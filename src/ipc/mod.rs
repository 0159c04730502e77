/*
Copyright (c) 2022 VMware, Inc.
SPDX-License-Identifier: MIT
Permission is hereby granted, free of charge, to any person obtaining a copy
of this software and associated documentation files (the "Software"), to deal
in the Software without restriction, including without limitation the rights
to use, copy, modify, merge, publish, distribute, sublicense, and/or sell
copies of the Software, and to permit persons to whom the Software is
furnished to do so, subject to the following conditions:
The above copyright notice and this permission notice shall be included in all
copies or substantial portions of the Software.
THE SOFTWARE IS PROVIDED "AS IS", WITHOUT WARRANTY OF ANY KIND, EXPRESS OR
IMPLIED, INCLUDING BUT NOT LIMITED TO THE WARRANTIES OF MERCHANTABILITY,
FITNESS FOR A PARTICULAR PURPOSE AND NONINFRINGEMENT. IN NO EVENT SHALL THE
AUTHORS OR COPYRIGHT HOLDERS BE LIABLE FOR ANY CLAIM, DAMAGES OR OTHER
LIABILITY, WHETHER IN AN ACTION OF CONTRACT, TORT OR OTHERWISE, ARISING FROM,
OUT OF OR IN CONNECTION WITH THE SOFTWARE OR THE USE OR OTHER DEALINGS IN THE
SOFTWARE.
 */

//! The manager-facing control protocol: decode one framed object, validate its header, look up
//! its method in [`methods::DISPATCH_TABLE`] by binary search, run the handler, and send back
//! whatever it produced.

pub mod codec;
pub mod methods;
pub mod object;

use crate::child::ChildProc;
use crate::error::IpcError;
use serde_json::{Map, Value};
use std::io::{Read, Write};

#[derive(Debug, PartialEq, Eq)]
pub enum DispatchOutcome {
    Ok,
    Invalid,
    IsReply,
    MethodNotFound(String),
}

/// Validates and routes `req`, running the matched handler if any. Does not itself perform I/O;
/// callers combine this with [`codec::recv`]/[`codec::send`].
pub fn dispatch(child: &mut ChildProc, req: &Map<String, Value>) -> (DispatchOutcome, Option<Map<String, Value>>) {
    if !object::validate(req) {
        return (DispatchOutcome::Invalid, None);
    }

    if object::is_reply(req) {
        return (DispatchOutcome::IsReply, None);
    }

    let method = match object::method(req) {
        Some(m) => m,
        None => return (DispatchOutcome::Invalid, None),
    };

    match methods::DISPATCH_TABLE.binary_search_by(|(name, _)| (*name).cmp(method)) {
        Ok(idx) => {
            let (_, handler) = methods::DISPATCH_TABLE[idx];
            (DispatchOutcome::Ok, Some(handler(child, req)))
        }
        Err(_) => (DispatchOutcome::MethodNotFound(method.to_string()), None),
    }
}

fn error_reply(outcome: &DispatchOutcome, req: &Map<String, Value>) -> Map<String, Value> {
    let mut reply = object::prepare("error", object::id(req).unwrap_or(0), true);
    let tag = match outcome {
        DispatchOutcome::Invalid => "INVALID",
        DispatchOutcome::IsReply => "IS_REPLY",
        DispatchOutcome::MethodNotFound(_) => "METHOD_NOT_FOUND",
        DispatchOutcome::Ok => unreachable!(),
    };
    reply.insert("success".into(), Value::from(false));
    reply.insert("error".into(), Value::from(tag));
    reply
}

/// Handles exactly one request/reply cycle on `stream`. On a decode failure, the descriptor is
/// expected to be dropped from the poll watch set by the caller *and* closed -- both must
/// happen, not just the former, so a malformed peer can't keep a half-open fd lingering.
pub fn handle_one<S: Read + Write>(stream: &mut S, child: &mut ChildProc) -> Result<(), IpcError> {
    let req = codec::recv(&mut *stream)?;

    let (outcome, reply) = dispatch(child, &req);
    match outcome {
        DispatchOutcome::Ok => {
            if let Some(reply) = reply {
                codec::send(&mut *stream, &reply)?;
            }
            Ok(())
        }
        DispatchOutcome::IsReply => Ok(()),
        other => {
            codec::send(&mut *stream, &error_reply(&other, &req))?;
            Ok(())
        }
    }
}

#[cfg(test)]
mod tests {
    use super::*;
    use crate::child::{ChildConfig, ChildProc};
    use nix::unistd::{Gid, Uid};

    fn test_child() -> ChildProc {
        ChildProc::new(ChildConfig {
            prog_name: "/bin/true".into(),
            prog_argv: vec!["/bin/true".into()],
            dir_chroot: None,
            dir_chdir: None,
            child_uid: None::<Uid>,
            child_gid: None::<Gid>,
            stdin_fd: 0,
            stdout_fd: 1,
            stderr_fd: 2,
            respawn_delay: 0,
            respawn_max: 0,
            respawn_period: 0,
            kill_delay: 3,
        })
    }

    #[test]
    fn status_request_dispatches_to_ok() {
        let mut child = test_child();
        let req = object::prepare("status", 1, false);
        let (outcome, reply) = dispatch(&mut child, &req);
        assert_eq!(outcome, DispatchOutcome::Ok);
        let reply = reply.unwrap();
        assert_eq!(reply.get("prog_name").unwrap(), "/bin/true");
    }

    #[test]
    fn unknown_method_is_reported_not_silently_dropped() {
        let mut child = test_child();
        let req = object::prepare("frobnicate", 1, false);
        let (outcome, _) = dispatch(&mut child, &req);
        assert_eq!(outcome, DispatchOutcome::MethodNotFound("frobnicate".to_string()));
    }

    #[test]
    fn a_reply_object_is_never_redispatched() {
        let mut child = test_child();
        let req = object::prepare("status", 1, true);
        let (outcome, reply) = dispatch(&mut child, &req);
        assert_eq!(outcome, DispatchOutcome::IsReply);
        assert!(reply.is_none());
    }

    #[test]
    fn invalid_object_missing_header_is_rejected() {
        let mut child = test_child();
        let req = Map::new();
        let (outcome, _) = dispatch(&mut child, &req);
        assert_eq!(outcome, DispatchOutcome::Invalid);
    }
}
+++
### Your assignment:
Go through the listing above and pull out each line containing the word "IsReply".

### The completed task:
    IsReply,
        return (DispatchOutcome::IsReply, None);
        DispatchOutcome::IsReply => "IS_REPLY",
        DispatchOutcome::IsReply => Ok(()),
        assert_eq!(outcome, DispatchOutcome::IsReply);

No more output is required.